Viral Serology Examination in Children
Reports on SSNHL in the pediatric population are scarce in the literature. This may not only be related to the low incidence of sudden deafness in this population group but also to poor language expression in children. Currently, no guidelines for the diagnosis and treatment of children with SSNHL exist, and so far diagnosis and treatment protocols of childhood SSNHL have been extrapolated from guidelines for the management of sudden hearing loss in adults. The etiology and mechanism of sudden deafness are not completely clear yet.

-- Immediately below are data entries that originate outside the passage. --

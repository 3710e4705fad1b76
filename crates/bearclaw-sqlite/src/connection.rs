//! Read-only access to the Bear database file.
//!
//! Bear owns this database and keeps writing to it while the server runs.
//! A single connection behind a mutex is plenty for MCP traffic, and
//! `SQLITE_OPEN_READ_ONLY` makes accidental writes impossible at the
//! SQLite level rather than by convention.

use std::sync::Arc;
use std::time::Duration;

use parking_lot::Mutex;
use rusqlite::{Connection, OpenFlags};
use tracing::info;

use crate::config::BearDbConfig;
use crate::error::{BearDbError, BearDbResult};

/// Thread-safe wrapper around the read-only connection.
#[derive(Clone, Debug)]
pub struct ReadPool {
    conn: Arc<Mutex<Connection>>,
}

impl ReadPool {
    /// Opens the database read-only, verifying the file exists and parses
    /// as SQLite before the pool is handed out.
    pub fn open(config: &BearDbConfig) -> BearDbResult<Self> {
        if !config.path.exists() {
            return Err(BearDbError::NotFound(config.path.clone()));
        }

        info!(path = ?config.path, "Opening Bear database read-only");

        let flags = OpenFlags::SQLITE_OPEN_READ_ONLY | OpenFlags::SQLITE_OPEN_NO_MUTEX;
        let conn = Connection::open_with_flags(&config.path, flags)
            .map_err(|e| BearDbError::Connection(format!("Failed to open Bear database: {e}")))?;

        // Bear may hold write locks briefly while syncing.
        conn.busy_timeout(Duration::from_secs(5))
            .map_err(|e| BearDbError::Connection(format!("Failed to set busy timeout: {e}")))?;

        // Reading the schema version forces SQLite to parse the file header,
        // so a file that is not a database fails here rather than on the
        // first query.
        conn.query_row("PRAGMA schema_version", [], |_row| Ok(()))
            .map_err(|e| BearDbError::Connection(format!("Failed to open Bear database: {e}")))?;

        Ok(Self {
            conn: Arc::new(Mutex::new(conn)),
        })
    }

    /// Execute a closure with the connection.
    pub fn with_connection<F, T>(&self, f: F) -> BearDbResult<T>
    where
        F: FnOnce(&Connection) -> BearDbResult<T>,
    {
        let conn = self.conn.lock();
        f(&conn)
    }

    /// Closes the underlying connection if this is the last handle.
    ///
    /// Dropping the pool closes the connection too; this form surfaces any
    /// close-time error instead of discarding it. With clones still alive
    /// the call is a no-op and the last handle to drop closes the file.
    pub fn close(self) -> BearDbResult<()> {
        match Arc::try_unwrap(self.conn) {
            Ok(mutex) => mutex.into_inner().close().map_err(|(_conn, e)| {
                BearDbError::Connection(format!("Failed to close database: {e}"))
            }),
            Err(_) => Ok(()),
        }
    }
}

#[cfg(test)]
mod tests {
    use super::*;
    use std::io::Write;
    use tempfile::TempDir;

    fn empty_db(dir: &TempDir) -> BearDbConfig {
        let path = dir.path().join("empty.sqlite");
        let conn = Connection::open(&path).expect("create database");
        conn.execute("CREATE TABLE probe (x INTEGER)", [])
            .expect("create table");
        drop(conn);
        BearDbConfig::new(path)
    }

    #[test]
    fn test_open_missing_file_is_not_found() {
        let dir = TempDir::new().unwrap();
        let config = BearDbConfig::new(dir.path().join("nope.sqlite"));

        let err = ReadPool::open(&config).unwrap_err();
        assert!(matches!(err, BearDbError::NotFound(_)));
    }

    #[test]
    fn test_open_non_database_file_is_connection_error() {
        let dir = TempDir::new().unwrap();
        let path = dir.path().join("garbage.sqlite");
        let mut file = std::fs::File::create(&path).unwrap();
        file.write_all(b"this is not a sqlite database").unwrap();
        drop(file);

        let err = ReadPool::open(&BearDbConfig::new(path)).unwrap_err();
        assert!(matches!(err, BearDbError::Connection(_)));
    }

    #[test]
    fn test_open_and_query() {
        let dir = TempDir::new().unwrap();
        let pool = ReadPool::open(&empty_db(&dir)).expect("open pool");

        let two = pool
            .with_connection(|conn| {
                let n: i64 = conn.query_row("SELECT 1 + 1", [], |row| row.get(0))?;
                Ok(n)
            })
            .expect("query");
        assert_eq!(two, 2);
    }

    #[test]
    fn test_writes_are_rejected() {
        let dir = TempDir::new().unwrap();
        let pool = ReadPool::open(&empty_db(&dir)).expect("open pool");

        let err = pool
            .with_connection(|conn| {
                conn.execute("INSERT INTO probe (x) VALUES (1)", [])?;
                Ok(())
            })
            .unwrap_err();
        assert!(matches!(err, BearDbError::Query(_)));
    }

    #[test]
    fn test_pool_is_debug() {
        // unwrap_err in the open tests needs the Ok side to format too.
        let dir = TempDir::new().unwrap();
        let pool = ReadPool::open(&empty_db(&dir)).expect("open pool");
        assert!(format!("{pool:?}").contains("ReadPool"));
    }

    #[test]
    fn test_close_with_clones_alive_is_a_noop() {
        let dir = TempDir::new().unwrap();
        let pool = ReadPool::open(&empty_db(&dir)).expect("open pool");
        let clone = pool.clone();

        pool.close().expect("close with live clone");

        // The remaining handle still works, then closes for real.
        clone
            .with_connection(|conn| {
                conn.query_row("SELECT 1", [], |_row| Ok(()))?;
                Ok(())
            })
            .expect("query after sibling close");
        clone.close().expect("final close");
    }
}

Jemenica and Bajec-Opanina reported that in children SSNHL is mostly idiopathic and may also be related to viral infections, anatomical malformations, tumors, autoimmune diseases, and systemic diseases. In our study, out of 25 cases of children with SSNHL, only one had the history of upper respiratory tract infection before the onset of deafness while in the remaining 24 cases no known cause could be identified from their past medical history Eleven children underwent viral serology examination and nine were found to be positive for CMV, RV, and HSV-1 and HSV-2 infection; the infection rate was 81.8%. In the 149 adult patients, two cases had a prior upper respiratory tract infection and two cases suffered from parotitis. Fifty adults received viral serology examination, all of whom showed previous or new viral infection. The infection rate was higher in adults than in the children group. These findings suggest that the disease in both children and adults may be associated with viral infection. This is inconsistent with the high rate of viral infection in children with sudden deafness reported by Hou and Wang. The possible causes for this outcome are: fewer cases of pediatric patients; the viral infection rates calculated in this study were obtained by viral serology rather than by past medical history.